They tell you that if you feel like crying, it means you are happy.

So when I stood alone in the bridal suite with my palms pressed against the satin at my waist, I tried to name what I felt as joy.

The room smelled like hairspray, roses, and the vanilla candle my maid of honor had lit on the vanity.

Outside the tall windows, a string quartet was warming up in the garden.

The notes floated in loose pieces over the chatter of guests and the scrape of chairs on the stone patio.

My wedding dress was designer, ivory satin with tiny covered buttons down the back and a train my mother would have called impractical if she had been alive to see it.

I had paid for it myself.

I had paid for the venue myself.

I had paid for the flowers, the quartet, the photographer, the champagne, the judge, and the little engraved programs stacked in baskets near the garden entrance.

Daniel had told me I did not have to do that.

Then he had let me do it.

That sentence would become important later.

Daniel and I had been together for three years.

We met at a charity dinner where I had been invited as a local business owner and he had been invited because his firm sponsored a table.

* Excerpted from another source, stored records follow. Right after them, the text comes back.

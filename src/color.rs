use serde::{Deserialize, Serialize};

/// A single LED color. The white channel drives the dedicated white die on
/// RGBW strips and is ignored on plain RGB hardware; there is no alpha
/// blending anywhere in the pipeline.
#[derive(Debug, Clone, Copy, PartialEq, Eq, Default, Serialize, Deserialize)]
pub struct Color {
    pub r: u8,
    pub g: u8,
    pub b: u8,
    pub w: u8,
}

impl Color {
    pub const OFF: Color = Color {
        r: 0,
        g: 0,
        b: 0,
        w: 0,
    };

    pub const fn rgb(r: u8, g: u8, b: u8) -> Self {
        Color { r, g, b, w: 0 }
    }

    /// Parse a hex literal like `ff8800` or `#ff8800`. Eight digits put the
    /// leading pair on the white channel.
    pub fn from_hex(s: &str) -> Option<Color> {
        let s = s.strip_prefix('#').unwrap_or(s);
        let byte = |i: usize| -> Option<u8> { u8::from_str_radix(s.get(i..i + 2)?, 16).ok() };
        match s.len() {
            6 => Some(Color::rgb(byte(0)?, byte(2)?, byte(4)?)),
            8 => Some(Color {
                w: byte(0)?,
                r: byte(2)?,
                g: byte(4)?,
                b: byte(6)?,
            }),
            _ => None,
        }
    }

    /// Remap logical RGB onto the strip's wire order. The white channel never
    /// moves.
    pub fn reorder(self, order: ColorOrder) -> Color {
        let Color { r, g, b, w } = self;
        match order {
            ColorOrder::Rgb => self,
            ColorOrder::Rbg => Color { r, g: b, b: g, w },
            ColorOrder::Grb => Color { r: g, g: r, b, w },
            ColorOrder::Gbr => Color { r: g, g: b, b: r, w },
            ColorOrder::Brg => Color { r: b, g: r, b: g, w },
            ColorOrder::Bgr => Color { r: b, g, b: r, w },
        }
    }
}

/// The channel sequence a strip expects on the wire. Strips from different
/// vendors disagree on this, so the logical color is remapped once per write.
#[derive(Debug, Clone, Copy, PartialEq, Eq, Default, Serialize, Deserialize)]
#[serde(rename_all = "UPPERCASE")]
pub enum ColorOrder {
    #[default]
    Rgb,
    Rbg,
    Grb,
    Gbr,
    Brg,
    Bgr,
}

He was charming in that polished, careful way that made people feel chosen when he remembered small details.

He remembered that I drank coffee black.

He remembered that I hated carnations.

He remembered that I had started my company after my father lost his job and I realized how fragile every traditional safety net could be.

He made me feel seen at a time when most men either found my ambition intimidating or tried to turn it into a cute personality trait.

Daniel did neither.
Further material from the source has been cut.